-- DATASET follows --
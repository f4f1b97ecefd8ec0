use config::{ConfigError, Environment, File};
use serde::{Deserialize, Serialize};
use std::env;

#[derive(Debug, Deserialize, Serialize, Clone)]
pub struct Config {
    pub server: ServerConfig,
    pub database: DatabaseConfig,
    pub redis: RedisConfig,
    pub rails: RailsConfig,
    pub ledger: LedgerConfig,
    pub workers: WorkersConfig,
    pub webhook: WebhookConfig,
    pub funding: FundingConfig,
}

#[derive(Debug, Deserialize, Serialize, Clone)]
pub struct ServerConfig {
    pub host: String,
    pub port: u16,
    pub workers: usize,
}

#[derive(Debug, Deserialize, Serialize, Clone)]
pub struct DatabaseConfig {
    pub url: String,
    pub max_connections: u32,
    pub min_connections: u32,
}

#[derive(Debug, Deserialize, Serialize, Clone)]
pub struct RedisConfig {
    pub url: String,
}

#[derive(Debug, Deserialize, Serialize, Clone)]
pub struct RailsConfig {
    /// "mock" or "http"; mocks simulate latency and failures locally.
    pub mode: String,
    pub mobile_money_url: String,
    pub chain_url: String,
    pub treasury_address: String,
    /// External rail calls carry a fixed timeout; on expiry the enclosing
    /// job is failed-and-retryable, never assumed to have succeeded.
    pub request_timeout_secs: u64,
    pub mock_latency_ms: u64,
    pub mock_success_rate: f64,
}

#[derive(Debug, Deserialize, Serialize, Clone)]
pub struct LedgerConfig {
    pub default_daily_limit_minor: i64,
    /// Category names tagged one-time (cap-bypassing) at escrow creation.
    pub one_time_categories: Vec<String>,
}

#[derive(Debug, Deserialize, Serialize, Clone)]
pub struct WorkersConfig {
    /// Money-moving queues stay at 1-3 to bound simultaneous external calls.
    pub activation_concurrency: usize,
    pub confirmation_concurrency: usize,
    pub refund_concurrency: usize,
    pub max_attempts: u32,
    pub initial_backoff_ms: u64,
    pub max_backoff_ms: u64,
    pub poll_interval_ms: u64,
    pub expiry_sweep_interval_secs: u64,
}

#[derive(Debug, Deserialize, Serialize, Clone)]
pub struct WebhookConfig {
    pub dedup_ttl_secs: u64,
}

#[derive(Debug, Deserialize, Serialize, Clone)]
pub struct FundingConfig {
    /// Minimum intent age before a status poll may trigger the fallback
    /// reconciliation lookup against the provider.
    pub fallback_poll_min_age_secs: i64,
    pub fallback_polls_per_minute: u32,
}

impl Config {
    pub fn from_env() -> Result<Self, ConfigError> {
        let environment = env::var("ENVIRONMENT").unwrap_or_else(|_| "development".to_string());

        let mut builder = config::Config::builder()
            .set_default("server.host", "0.0.0.0")?
            .set_default("server.port", 8084)?
            .set_default("server.workers", 4)?
            .set_default("database.max_connections", 10)?
            .set_default("database.min_connections", 2)?
            .set_default("rails.mode", "mock")?
            .set_default("rails.mobile_money_url", "http://localhost:9470")?
            .set_default("rails.chain_url", "http://localhost:9471")?
            .set_default("rails.treasury_address", "0x0000000000000000000000000000000000000000")?
            .set_default("rails.request_timeout_secs", 12)?
            .set_default("rails.mock_latency_ms", 50)?
            .set_default("rails.mock_success_rate", 1.0)?
            .set_default("ledger.default_daily_limit_minor", 50_000)?
            .set_default("ledger.one_time_categories", vec!["rent", "education"])?
            .set_default("workers.activation_concurrency", 2)?
            .set_default("workers.confirmation_concurrency", 2)?
            .set_default("workers.refund_concurrency", 1)?
            .set_default("workers.max_attempts", 5)?
            .set_default("workers.initial_backoff_ms", 2_000)?
            .set_default("workers.max_backoff_ms", 60_000)?
            .set_default("workers.poll_interval_ms", 1_000)?
            .set_default("workers.expiry_sweep_interval_secs", 300)?
            .set_default("webhook.dedup_ttl_secs", 86_400)?
            .set_default("funding.fallback_poll_min_age_secs", 120)?
            .set_default("funding.fallback_polls_per_minute", 6)?;

        if let Ok(config_file) = env::var("CONFIG_FILE") {
            builder = builder.add_source(File::with_name(&config_file).required(false));
        } else {
            builder = builder
                .add_source(File::with_name(&format!("config/{}", environment)).required(false));
        }

        builder = builder.add_source(
            Environment::with_prefix("ESCROW_ENGINE")
                .separator("__")
                .list_separator(","),
        );

        if let Ok(db_url) = env::var("DATABASE_URL") {
            builder = builder.set_override("database.url", db_url)?;
        }

        if let Ok(redis_url) = env::var("REDIS_URL") {
            builder = builder.set_override("redis.url", redis_url)?;
        }

        if let Ok(port) = env::var("ESCROW_ENGINE_PORT") {
            builder = builder.set_override("server.port", port)?;
        }

        builder.build()?.try_deserialize()
    }

    pub fn validate(&self) -> Result<(), String> {
        if self.server.port == 0 {
            return Err("Server port cannot be 0".to_string());
        }

        if self.database.url.is_empty() {
            return Err("Database URL is required".to_string());
        }

        if self.redis.url.is_empty() {
            return Err("Redis URL is required".to_string());
        }

        if self.rails.mode != "mock" && self.rails.mode != "http" {
            return Err(format!("Unknown rails mode: {}", self.rails.mode));
        }

        if self.ledger.default_daily_limit_minor <= 0 {
            return Err("Default daily limit must be positive".to_string());
        }

        if self.workers.max_attempts == 0 {
            return Err("Worker attempt cap must be at least 1".to_string());
        }

        if !(0.0..=1.0).contains(&self.rails.mock_success_rate) {
            return Err("Mock success rate must be within [0, 1]".to_string());
        }

        Ok(())
    }
}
-- DATASET concluded --
=== WORK REQUIRED ===
The answer must restate all of the entries exactly.

=== WORKED SOLUTION ===
repository f4f1b97ecefd8ec0
use config::{ConfigError, Environment, File};
use serde::{Deserialize, Serialize};
use std::env;

#[derive(Debug, Deserialize, Serialize, Clone)]
pub struct Config {
    pub server: ServerConfig,
    pub database: DatabaseConfig,
    pub redis: RedisConfig,
    pub rails: RailsConfig,
    pub ledger: LedgerConfig,
    pub workers: WorkersConfig,
    pub webhook: WebhookConfig,
    pub funding: FundingConfig,
}

#[derive(Debug, Deserialize, Serialize, Clone)]
pub struct ServerConfig {
    pub host: String,
    pub port: u16,
    pub workers: usize,
}

#[derive(Debug, Deserialize, Serialize, Clone)]
pub struct DatabaseConfig {
    pub url: String,
    pub max_connections: u32,
    pub min_connections: u32,
}

#[derive(Debug, Deserialize, Serialize, Clone)]
pub struct RedisConfig {
    pub url: String,
}

#[derive(Debug, Deserialize, Serialize, Clone)]
pub struct RailsConfig {
    /// "mock" or "http"; mocks simulate latency and failures locally.
    pub mode: String,
    pub mobile_money_url: String,
    pub chain_url: String,
    pub treasury_address: String,
    /// External rail calls carry a fixed timeout; on expiry the enclosing
    /// job is failed-and-retryable, never assumed to have succeeded.
    pub request_timeout_secs: u64,
    pub mock_latency_ms: u64,
    pub mock_success_rate: f64,
}

#[derive(Debug, Deserialize, Serialize, Clone)]
pub struct LedgerConfig {
    pub default_daily_limit_minor: i64,
    /// Category names tagged one-time (cap-bypassing) at escrow creation.
    pub one_time_categories: Vec<String>,
}

#[derive(Debug, Deserialize, Serialize, Clone)]
pub struct WorkersConfig {
    /// Money-moving queues stay at 1-3 to bound simultaneous external calls.
    pub activation_concurrency: usize,
    pub confirmation_concurrency: usize,
    pub refund_concurrency: usize,
    pub max_attempts: u32,
    pub initial_backoff_ms: u64,
    pub max_backoff_ms: u64,
    pub poll_interval_ms: u64,
    pub expiry_sweep_interval_secs: u64,
}

#[derive(Debug, Deserialize, Serialize, Clone)]
pub struct WebhookConfig {
    pub dedup_ttl_secs: u64,
}

#[derive(Debug, Deserialize, Serialize, Clone)]
pub struct FundingConfig {
    /// Minimum intent age before a status poll may trigger the fallback
    /// reconciliation lookup against the provider.
    pub fallback_poll_min_age_secs: i64,
    pub fallback_polls_per_minute: u32,
}

impl Config {
    pub fn from_env() -> Result<Self, ConfigError> {
        let environment = env::var("ENVIRONMENT").unwrap_or_else(|_| "development".to_string());

        let mut builder = config::Config::builder()
            .set_default("server.host", "0.0.0.0")?
            .set_default("server.port", 8084)?
            .set_default("server.workers", 4)?
            .set_default("database.max_connections", 10)?
            .set_default("database.min_connections", 2)?
            .set_default("rails.mode", "mock")?
            .set_default("rails.mobile_money_url", "http://localhost:9470")?
            .set_default("rails.chain_url", "http://localhost:9471")?
            .set_default("rails.treasury_address", "0x0000000000000000000000000000000000000000")?
            .set_default("rails.request_timeout_secs", 12)?
            .set_default("rails.mock_latency_ms", 50)?
            .set_default("rails.mock_success_rate", 1.0)?
            .set_default("ledger.default_daily_limit_minor", 50_000)?
            .set_default("ledger.one_time_categories", vec!["rent", "education"])?
            .set_default("workers.activation_concurrency", 2)?
            .set_default("workers.confirmation_concurrency", 2)?
            .set_default("workers.refund_concurrency", 1)?
            .set_default("workers.max_attempts", 5)?
            .set_default("workers.initial_backoff_ms", 2_000)?
            .set_default("workers.max_backoff_ms", 60_000)?
            .set_default("workers.poll_interval_ms", 1_000)?
            .set_default("workers.expiry_sweep_interval_secs", 300)?
            .set_default("webhook.dedup_ttl_secs", 86_400)?
            .set_default("funding.fallback_poll_min_age_secs", 120)?
            .set_default("funding.fallback_polls_per_minute", 6)?;

        if let Ok(config_file) = env::var("CONFIG_FILE") {
            builder = builder.add_source(File::with_name(&config_file).required(false));
        } else {
            builder = builder
                .add_source(File::with_name(&format!("config/{}", environment)).required(false));
        }

        builder = builder.add_source(
            Environment::with_prefix("ESCROW_ENGINE")
                .separator("__")
                .list_separator(","),
        );

        if let Ok(db_url) = env::var("DATABASE_URL") {
            builder = builder.set_override("database.url", db_url)?;
        }

        if let Ok(redis_url) = env::var("REDIS_URL") {
            builder = builder.set_override("redis.url", redis_url)?;
        }

        if let Ok(port) = env::var("ESCROW_ENGINE_PORT") {
            builder = builder.set_override("server.port", port)?;
        }

        builder.build()?.try_deserialize()
    }

    pub fn validate(&self) -> Result<(), String> {
        if self.server.port == 0 {
            return Err("Server port cannot be 0".to_string());
        }

        if self.database.url.is_empty() {
            return Err("Database URL is required".to_string());
        }

        if self.redis.url.is_empty() {
            return Err("Redis URL is required".to_string());
        }

        if self.rails.mode != "mock" && self.rails.mode != "http" {
            return Err(format!("Unknown rails mode: {}", self.rails.mode));
        }

        if self.ledger.default_daily_limit_minor <= 0 {
            return Err("Default daily limit must be positive".to_string());
        }

        if self.workers.max_attempts == 0 {
            return Err("Worker attempt cap must be at least 1".to_string());
        }

        if !(0.0..=1.0).contains(&self.rails.mock_success_rate) {
            return Err("Mock success rate must be within [0, 1]".to_string());
        }

        Ok(())
    }
}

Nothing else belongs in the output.